Types of machine learning

There are three main forms of ML:

Supervised Learning

Supervised learning is a category of machine learning where the algorithm learns from labeled training data, using it to predict outcomes or classify data into different categories.

We first encountered this approach when we learned about Discriminant Analysis earlier in the module.

  • This method involves a teacher-supervisor who presents the machine with input-output pairs, where the machine must learn to map inputs to outputs.

  • The goal is to generalise from the training data to new, unseen situations.

  • Common applications of supervised learning include spam detection in email, weather forecasting, and facial recognition.

  • Supervised learning models include algorithms like linear regression for continuous output or logistic regression, decision trees, and neural networks for categorical output.

For example, in linear regression, we ‘train’ a model to learn the impact that one or more IVs have on a DV. The model ‘learns’ whether their effect is significant, and to what extent changes in one IV impact the DV.

in this example, the regression model identifies that both IVs are significant (p < 0.05) and provides an estimate of their impact (-3.2 and -1.5). This can then be used to construct an equation that allows future performance to be predicted.

Code
# Supervised learning example with linear regression
library(caret)
library(tidyverse)

data("mtcars")
model <- lm(mpg ~ wt + cyl, data = mtcars)
summary(model)

Call:
lm(formula = mpg ~ wt + cyl, data = mtcars)

Residuals:
    Min      1Q  Median      3Q     Max 
-4.2893 -1.5512 -0.4684  1.5743  6.1004 

Coefficients:
            Estimate Std. Error t value Pr(>|t|)    
(Intercept)  39.6863     1.7150  23.141  < 2e-16 ***
wt           -3.1910     0.7569  -4.216 0.000222 ***
cyl          -1.5078     0.4147  -3.636 0.001064 ** 
---
Signif. codes:  0 '***' 0.001 '**' 0.01 '*' 0.05 '.' 0.1 ' ' 1

Residual standard error: 2.568 on 29 degrees of freedom
Multiple R-squared:  0.8302,    Adjusted R-squared:  0.8185 
F-statistic: 70.91 on 2 and 29 DF,  p-value: 6.809e-12

Unsupervised Learning

In this type of model, the system tries to learn the structure or distribution of data without labels. It’s more about finding patterns and relationships in data.

Remember: in supervised learning we told the model what our inputs (IVs) and output (DV) were. That kind of definition doesn’t exist in unsupervised learning - the algorithm is left to find patterns and associations by itself.
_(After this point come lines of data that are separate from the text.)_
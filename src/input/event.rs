//! Kernel input event codes and the normalized events handed to consumers.

use evdevil::event::{Abs, Key};
use serde::{Deserialize, Serialize};

pub const EV_SYN: u16 = 0x00;
pub const EV_KEY: u16 = 0x01;
pub const EV_ABS: u16 = 0x03;
pub const SYN_REPORT: u16 = 0;

/// Value `getevent` prints for a released tracking ID (-1 as u32).
pub const TRACKING_ID_NONE: i32 = -1;

pub fn abs_mt_position_x() -> u16 {
    Abs::MT_POSITION_X.raw()
}

pub fn abs_mt_position_y() -> u16 {
    Abs::MT_POSITION_Y.raw()
}

pub fn abs_mt_tracking_id() -> u16 {
    Abs::MT_TRACKING_ID.raw()
}

pub fn btn_touch() -> u16 {
    Key::BTN_TOUCH.raw()
}

/// Event type of a tokenized line.
#[derive(Debug, Clone, Copy, PartialEq, Eq)]
pub enum EventKind {
    Sync,
    Key,
    Abs,
}

impl EventKind {
    pub fn from_raw(ty: u16) -> Option<Self> {
        match ty {
            EV_SYN => Some(EventKind::Sync),
            EV_KEY => Some(EventKind::Key),
            EV_ABS => Some(EventKind::Abs),
            _ => None,
        }
    }

    pub fn from_label(label: &str) -> Option<Self> {
        match label {
            "EV_SYN" => Some(EventKind::Sync),
            "EV_KEY" => Some(EventKind::Key),
            "EV_ABS" => Some(EventKind::Abs),
            _ => None,
        }
    }
}

/// Resolve a symbolic code printed by `getevent -l` to its raw value.
///
/// Only the codes the recorder reacts to are known; anything else is `None`.
pub fn code_from_label(label: &str) -> Option<u16> {
    let code = match label {
        "SYN_REPORT" => SYN_REPORT,
        "ABS_MT_POSITION_X" => abs_mt_position_x(),
        "ABS_MT_POSITION_Y" => abs_mt_position_y(),
        "ABS_MT_TRACKING_ID" => abs_mt_tracking_id(),
        "BTN_TOUCH" => btn_touch(),
        "KEY_POWER" => Key::KEY_POWER.raw(),
        "KEY_VOLUMEUP" => Key::KEY_VOLUMEUP.raw(),
        "KEY_VOLUMEDOWN" => Key::KEY_VOLUMEDOWN.raw(),
        _ => return None,
    };
    Some(code)
}

#[derive(Debug, Clone, Copy, PartialEq, Eq, Serialize, Deserialize)]
#[serde(rename_all = "snake_case")]
pub enum TouchAction {
    Down,
    Up,
    Move,
}

#[derive(Debug, Clone, Copy, PartialEq, Eq, Serialize, Deserialize)]
#[serde(rename_all = "snake_case")]
pub enum KeyAction {
    Down,
    Up,
}

/// Hardware keys the recorder forwards, named after their Android key codes.
#[derive(Debug, Clone, Copy, PartialEq, Eq, Hash, Serialize, Deserialize)]
#[serde(rename_all = "snake_case")]
pub enum KeyCode {
    Power,
    VolumeUp,
    VolumeDown,
}

impl KeyCode {
    pub fn from_raw(code: u16) -> Option<Self> {
        if code == Key::KEY_POWER.raw() {
            Some(KeyCode::Power)
        } else if code == Key::KEY_VOLUMEUP.raw() {
            Some(KeyCode::VolumeUp)
        } else if code == Key::KEY_VOLUMEDOWN.raw() {
            Some(KeyCode::VolumeDown)
        } else {
            None
        }
    }

    /// `KEYCODE_*` value from `android.view.KeyEvent`.
    pub fn android_keycode(self) -> i32 {
        match self {
            KeyCode::VolumeUp => 24,
            KeyCode::VolumeDown => 25,
            KeyCode::Power => 26,
        }
    }
}

/// One normalized input event reconstructed from the raw stream.
///
/// Touch coordinates are fractions of the calibrated axis range and are not
/// clamped: a reading outside the reported `min`/`max` yields a value outside
/// `0.0..=1.0`.
#[derive(Debug, Clone, Copy, PartialEq, Serialize, Deserialize)]
#[serde(tag = "type", rename_all = "snake_case")]
pub enum DeviceInputEvent {
    Touch {
        x: f64,
        y: f64,
        action: TouchAction,
    },
    Key {
        key_code: KeyCode,
        key_action: KeyAction,
    },
}
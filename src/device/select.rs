//! Pick the touchscreen and hardware-key sources out of the parsed blocks.

use std::cmp::Ordering;

use super::capabilities::CapabilityBlock;
use super::{Calibration, TouchDeviceCandidate};

const KEY_NAME_HINTS: [&str; 6] = ["key", "gpio", "power", "pwr", "vol", "button"];

const KEY_MARKERS: [&str; 6] = [
    "KEY_POWER",
    "0074",
    "KEY_VOLUMEUP",
    "0073",
    "KEY_VOLUMEDOWN",
    "0072",
];

/// A block qualifies as a touch candidate when it reports both multi-touch
/// position axes with a usable range.
pub fn touch_candidate(block: &CapabilityBlock<'_>) -> Option<TouchDeviceCandidate> {
    let x = block.axis_range("ABS_MT_POSITION_X", "0035")?;
    let y = block.axis_range("ABS_MT_POSITION_Y", "0036")?;

    if x.max <= 0 || y.max <= 0 || x.max <= x.min || y.max <= y.min {
        log::debug!(
            "Ignoring {} ({:?}): degenerate touch range x={:?} y={:?}",
            block.path,
            block.name,
            x,
            y
        );
        return None;
    }

    Some(TouchDeviceCandidate {
        path: block.path.to_string(),
        name: block.name.to_string(),
        calibration: Calibration { x, y },
    })
}

pub fn is_key_device(block: &CapabilityBlock<'_>) -> bool {
    let name = block.name.to_lowercase();
    KEY_NAME_HINTS.iter().any(|hint| name.contains(hint)) || block.has_capability(&KEY_MARKERS)
}

fn is_fingerprint(name: &str) -> bool {
    name.contains("fp") || name.contains("fingerprint")
}

fn name_score(name: &str) -> i32 {
    let mut score = 0;
    if name.contains("touchscreen") {
        score += 10;
    }
    if name.contains("ts") {
        score += 5;
    }
    score
}

/// Fingerprint exclusion first, then name affinity, then axis area.
fn rank(candidate: &TouchDeviceCandidate) -> (bool, i32, i64) {
    let name = candidate.name.to_lowercase();
    (!is_fingerprint(&name), name_score(&name), candidate.area())
}

/// Highest-ranked candidate. On a full tie the one listed first wins.
pub fn best_touch(candidates: Vec<TouchDeviceCandidate>) -> Option<TouchDeviceCandidate> {
    candidates.into_iter().fold(None, |best, candidate| match best {
        Some(b) if rank(&candidate).cmp(&rank(&b)) != Ordering::Greater => Some(b),
        _ => Some(candidate),
    })
}

#[cfg(test)]
mod tests {
    use super::*;
    use crate::device::AxisRange;

    fn candidate(path: &str, name: &str, max_x: i32, max_y: i32) -> TouchDeviceCandidate {
        TouchDeviceCandidate {
            path: path.into(),
            name: name.into(),
            calibration: Calibration {
                x: AxisRange { min: 0, max: max_x },
                y: AxisRange { min: 0, max: max_y },
            },
        }
    }

    fn best_path(candidates: Vec<TouchDeviceCandidate>) -> Option<String> {
        best_touch(candidates).map(|c| c.path)
    }

    #[test]
    fn test_fingerprint_always_loses() {
        let picked = best_path(vec![
            candidate("/dev/input/event1", "fingerprint_touchscreen_ts", 4000, 4000),
            candidate("/dev/input/event2", "panel", 100, 100),
        ]);
        assert_eq!(picked.as_deref(), Some("/dev/input/event2"));

        let picked = best_path(vec![
            candidate("/dev/input/event2", "panel", 100, 100),
            candidate("/dev/input/event3", "uinput-fpc", 4000, 4000),
        ]);
        assert_eq!(picked.as_deref(), Some("/dev/input/event2"));
    }

    #[test]
    fn test_name_score_beats_area() {
        let picked = best_path(vec![
            candidate("/dev/input/event1", "pen_digitizer", 20000, 15000),
            candidate("/dev/input/event2", "sec_touchscreen", 1080, 2400),
        ]);
        assert_eq!(picked.as_deref(), Some("/dev/input/event2"));
    }

    #[test]
    fn test_score_is_additive() {
        let picked = best_path(vec![
            candidate("/dev/input/event1", "touchscreen", 1080, 2400),
            candidate("/dev/input/event2", "touchscreen_ts", 100, 100),
        ]);
        assert_eq!(picked.as_deref(), Some("/dev/input/event2"));
    }

    #[test]
    fn test_area_breaks_ties() {
        let picked = best_path(vec![
            candidate("/dev/input/event1", "panel_a", 720, 1280),
            candidate("/dev/input/event2", "panel_b", 1080, 2400),
        ]);
        assert_eq!(picked.as_deref(), Some("/dev/input/event2"));
    }

    #[test]
    fn test_full_tie_keeps_first() {
        let picked = best_path(vec![
            candidate("/dev/input/event1", "panel", 1080, 2400),
            candidate("/dev/input/event2", "panel", 1080, 2400),
        ]);
        assert_eq!(picked.as_deref(), Some("/dev/input/event1"));
    }

    #[test]
    fn test_no_candidates() {
        assert_eq!(best_path(Vec::new()), None);
    }
}
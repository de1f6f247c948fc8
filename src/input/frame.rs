//! Single-contact touch frame accumulator.
//!
//! Axis, tracking-ID and `BTN_TOUCH` events only record signals; nothing is
//! emitted until the `SYN_REPORT` that closes the frame. Contact state
//! (`is_down`, tracking ID, last position) survives frame boundaries, the
//! per-frame signals do not.

use crate::device::Calibration;

use super::event::{
    abs_mt_position_x, abs_mt_position_y, abs_mt_tracking_id, btn_touch, DeviceInputEvent,
    EventKind, TouchAction, SYN_REPORT, TRACKING_ID_NONE,
};
use super::line::RawEvent;

#[derive(Debug, Default, Clone, Copy, PartialEq, Eq)]
struct FrameSignals {
    down: bool,
    up: bool,
    moved: bool,
}

#[derive(Debug)]
pub struct TouchFrame {
    current_x: Option<i32>,
    current_y: Option<i32>,
    is_down: bool,
    tracking_id: i32,
    signals: FrameSignals,
}

impl Default for TouchFrame {
    fn default() -> Self {
        Self::new()
    }
}

impl TouchFrame {
    pub fn new() -> Self {
        Self {
            current_x: None,
            current_y: None,
            is_down: false,
            tracking_id: TRACKING_ID_NONE,
            signals: FrameSignals::default(),
        }
    }

    pub fn is_down(&self) -> bool {
        self.is_down
    }

    /// Apply one event from the touch device. Returns the synthesized event
    /// when `ev` closes a frame that produced one.
    pub fn apply(&mut self, ev: RawEvent, calibration: &Calibration) -> Option<DeviceInputEvent> {
        match ev.kind {
            EventKind::Abs if ev.code == abs_mt_position_x() => {
                self.current_x = Some(ev.value);
                self.signals.moved = true;
            }
            EventKind::Abs if ev.code == abs_mt_position_y() => {
                self.current_y = Some(ev.value);
                self.signals.moved = true;
            }
            EventKind::Abs if ev.code == abs_mt_tracking_id() => {
                if ev.value == TRACKING_ID_NONE {
                    self.lift();
                    self.tracking_id = TRACKING_ID_NONE;
                } else {
                    if !self.is_down {
                        self.press();
                    }
                    self.tracking_id = ev.value;
                }
            }
            EventKind::Key if ev.code == btn_touch() => match ev.value {
                1 => self.press(),
                0 => self.lift(),
                _ => {}
            },
            EventKind::Sync if ev.code == SYN_REPORT => return self.sync(calibration),
            _ => {}
        }
        None
    }

    fn press(&mut self) {
        self.signals.down = true;
        self.is_down = true;
    }

    fn lift(&mut self) {
        self.signals.up = true;
        self.is_down = false;
    }

    /// Close the current frame. Signals are cleared whether or not an event
    /// is produced.
    fn sync(&mut self, calibration: &Calibration) -> Option<DeviceInputEvent> {
        let signals = std::mem::take(&mut self.signals);
        let (x, y) = self.current_x.zip(self.current_y)?;

        let action = if signals.down {
            TouchAction::Down
        } else if signals.up {
            TouchAction::Up
        } else if signals.moved && self.is_down {
            TouchAction::Move
        } else {
            return None;
        };

        let (x, y) = calibration.normalize(x, y);
        Some(DeviceInputEvent::Touch { x, y, action })
    }
}

#[cfg(test)]
mod tests {
    use super::*;
    use crate::device::AxisRange;
    use crate::input::line::{split_device, tokenize};

    fn calibration() -> Calibration {
        Calibration {
            x: AxisRange { min: 0, max: 100 },
            y: AxisRange { min: 0, max: 100 },
        }
    }

    fn feed(frame: &mut TouchFrame, lines: &[&str]) -> Vec<DeviceInputEvent> {
        let cal = calibration();
        lines
            .iter()
            .filter_map(|l| tokenize(split_device(l).1))
            .filter_map(|ev| frame.apply(ev, &cal))
            .collect()
    }

    fn actions(events: &[DeviceInputEvent]) -> Vec<TouchAction> {
        events
            .iter()
            .map(|e| match e {
                DeviceInputEvent::Touch { action, .. } => *action,
                other => panic!("unexpected event {:?}", other),
            })
            .collect()
    }

    #[test]
    fn test_down_signal_consumed_at_boundary() {
        let mut frame = TouchFrame::new();
        let events = feed(
            &mut frame,
            &[
                "EV_KEY BTN_TOUCH DOWN",
                "EV_SYN SYN_REPORT 00000000",
                "EV_ABS ABS_MT_POSITION_X 0032",
                "EV_ABS ABS_MT_POSITION_Y 0064",
                "EV_SYN SYN_REPORT 0000",
            ],
        );
        assert_eq!(
            events,
            vec![DeviceInputEvent::Touch { x: 0.5, y: 1.0, action: TouchAction::Move }]
        );
    }

    #[test]
    fn test_new_contact_after_btn_touch_up() {
        let mut frame = TouchFrame::new();
        let events = feed(
            &mut frame,
            &[
                "EV_ABS ABS_MT_TRACKING_ID 00000005",
                "EV_KEY BTN_TOUCH DOWN",
                "EV_ABS ABS_MT_POSITION_X 00000010",
                "EV_ABS ABS_MT_POSITION_Y 00000010",
                "EV_SYN SYN_REPORT 00000000",
                "EV_KEY BTN_TOUCH UP",
                "EV_SYN SYN_REPORT 00000000",
                "EV_ABS ABS_MT_TRACKING_ID 00000006",
                "EV_ABS ABS_MT_POSITION_X 00000020",
                "EV_SYN SYN_REPORT 00000000",
                "EV_ABS ABS_MT_POSITION_X 00000030",
                "EV_SYN SYN_REPORT 00000000",
            ],
        );
        assert_eq!(
            actions(&events),
            vec![TouchAction::Down, TouchAction::Up, TouchAction::Down, TouchAction::Move]
        );
        assert!(frame.is_down());
    }

    #[test]
    fn test_tracking_id_reuse_sequence() {
        let mut frame = TouchFrame::new();
        let events = feed(
            &mut frame,
            &[
                "EV_ABS ABS_MT_TRACKING_ID 00000003",
                "EV_ABS ABS_MT_POSITION_X 00000010",
                "EV_ABS ABS_MT_POSITION_Y 00000010",
                "EV_SYN SYN_REPORT 00000000",
                "EV_ABS ABS_MT_TRACKING_ID ffffffff",
                "EV_SYN SYN_REPORT 00000000",
                "EV_ABS ABS_MT_TRACKING_ID 00000005",
                "EV_SYN SYN_REPORT 00000000",
                "EV_ABS ABS_MT_POSITION_X 00000020",
                "EV_SYN SYN_REPORT 00000000",
                "EV_ABS ABS_MT_TRACKING_ID 00000005",
                "EV_ABS ABS_MT_POSITION_Y 00000030",
                "EV_SYN SYN_REPORT 00000000",
                "EV_ABS ABS_MT_TRACKING_ID ffffffff",
                "EV_SYN SYN_REPORT 00000000",
            ],
        );
        assert_eq!(
            actions(&events),
            vec![
                TouchAction::Down,
                TouchAction::Up,
                TouchAction::Down,
                TouchAction::Move,
                TouchAction::Move,
                TouchAction::Up,
            ]
        );
    }

    #[test]
    fn test_no_event_without_position() {
        let mut frame = TouchFrame::new();
        let events = feed(
            &mut frame,
            &["EV_ABS ABS_MT_TRACKING_ID 00000001", "EV_SYN SYN_REPORT 00000000"],
        );
        assert!(events.is_empty());
        assert!(frame.is_down());
    }

    #[test]
    fn test_move_requires_contact() {
        let mut frame = TouchFrame::new();
        let events = feed(
            &mut frame,
            &[
                "EV_ABS ABS_MT_POSITION_X 00000010",
                "EV_ABS ABS_MT_POSITION_Y 00000010",
                "EV_SYN SYN_REPORT 00000000",
            ],
        );
        assert!(events.is_empty());
    }

    #[test]
    fn test_down_wins_over_up_in_same_frame() {
        let mut frame = TouchFrame::new();
        let events = feed(
            &mut frame,
            &[
                "EV_ABS ABS_MT_POSITION_X 00000010",
                "EV_ABS ABS_MT_POSITION_Y 00000010",
                "EV_KEY BTN_TOUCH UP",
                "EV_KEY BTN_TOUCH DOWN",
                "EV_SYN SYN_REPORT 00000000",
            ],
        );
        assert_eq!(actions(&events), vec![TouchAction::Down]);
    }

    #[test]
    fn test_coordinates_are_not_clamped() {
        let mut frame = TouchFrame::new();
        let events = feed(
            &mut frame,
            &[
                "0001 014a 00000001",
                "0003 0035 000000c8",
                "0003 0036 00000000",
                "0000 0000 00000000",
            ],
        );
        assert_eq!(
            events,
            vec![DeviceInputEvent::Touch { x: 2.0, y: 0.0, action: TouchAction::Down }]
        );
    }

    #[test]
    fn test_non_report_sync_is_not_a_boundary() {
        let mut frame = TouchFrame::new();
        let events = feed(
            &mut frame,
            &[
                "EV_ABS ABS_MT_TRACKING_ID 00000001",
                "EV_ABS ABS_MT_POSITION_X 00000010",
                "EV_ABS ABS_MT_POSITION_Y 00000010",
                "EV_SYN SYN_MT_REPORT 00000000",
                "0000 0002 00000000",
            ],
        );
        assert!(events.is_empty());
    }
}
//! Transport and stream-mode selection.

use serde::Deserialize;
use std::fmt;
use std::str::FromStr;

/// How commands reach the device.
#[derive(Debug, Clone, Copy, PartialEq, Eq, Default, Deserialize)]
#[serde(rename_all = "kebab-case")]
pub enum Transport {
    /// `adb shell` through the local adb client.
    #[default]
    Adb,
    /// An SSH server on the device.
    Ssh,
}

/// Shape of the event-stream command.
#[derive(Debug, Clone, Copy, PartialEq, Eq, Default, Deserialize)]
#[serde(rename_all = "kebab-case")]
pub enum StreamMode {
    /// One `getevent` over all devices; lines carry a device-path prefix.
    #[default]
    Multi,
    /// `getevent <path>` for the touchscreen only; lines have no prefix.
    Single,
}

impl fmt::Display for Transport {
    fn fmt(&self, f: &mut fmt::Formatter<'_>) -> fmt::Result {
        match self {
            Transport::Adb => write!(f, "adb"),
            Transport::Ssh => write!(f, "ssh"),
        }
    }
}

impl FromStr for Transport {
    type Err = String;

    fn from_str(s: &str) -> Result<Self, Self::Err> {
        match s.to_lowercase().as_str() {
            "adb" => Ok(Transport::Adb),
            "ssh" => Ok(Transport::Ssh),
            _ => Err(format!("Invalid transport '{}'. Valid values: adb, ssh", s)),
        }
    }
}

impl fmt::Display for StreamMode {
    fn fmt(&self, f: &mut fmt::Formatter<'_>) -> fmt::Result {
        match self {
            StreamMode::Multi => write!(f, "multi"),
            StreamMode::Single => write!(f, "single"),
        }
    }
}

impl FromStr for StreamMode {
    type Err = String;

    fn from_str(s: &str) -> Result<Self, Self::Err> {
        match s.to_lowercase().as_str() {
            "multi" | "multi-device" | "multi_device" => Ok(StreamMode::Multi),
            "single" | "single-device" | "single_device" => Ok(StreamMode::Single),
            _ => Err(format!("Invalid stream mode '{}'. Valid values: multi, single", s)),
        }
    }
}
Clustering (which we covered in week two) is a common example where we ask the algorithm to find associations between variables, rather than define them. In this case, we ask the algorithm to find out the best way to ‘group’ different types of car: we don’t tell it what group each car belongs to.

Code
# Unsupervised learning example with clustering
library(cluster)
data <- scale(mtcars)  # Normalizing data
fit <- kmeans(data, 3)  # K-means clustering with 3 clusters
#print(fit$cluster)

mtcars$cluster <-fit$cluster

mtcars$cluster <- as.factor(mtcars$cluster)

# Create a scatter plot using ggplot
ggplot(mtcars, aes(x = wt, y = cyl, color = factor(cluster))) +
  geom_point() +  # Add points
  labs(color = "Cluster", x = "Speed", y = "Endurance") + # Labeling
  theme_minimal() +  # Minimal theme
  scale_color_brewer(palette = "Set1")  # Use a color palette for better distinction

Reinforcement Learning

Reinforcement learning (RL) is a more complex type of unsupervised machine learning where an ‘agent’ learns to make decisions by performing actions in an environment to achieve a goal.

The agent receives feedback through rewards or penalties, guiding it to ‘learn’ the best strategy, known as a policy, to maximise cumulative rewards over time.

Unlike supervised learning, where the model learns from a dataset containing the correct answers, RL involves learning optimal actions through trial and error and interaction with the environment. This method is particularly powerful in scenarios where the right sequence of actions is critical for success, such as in game playing, robotics, and navigation tasks, where the agent must make a series of decisions that build upon each other to achieve a long-term objective.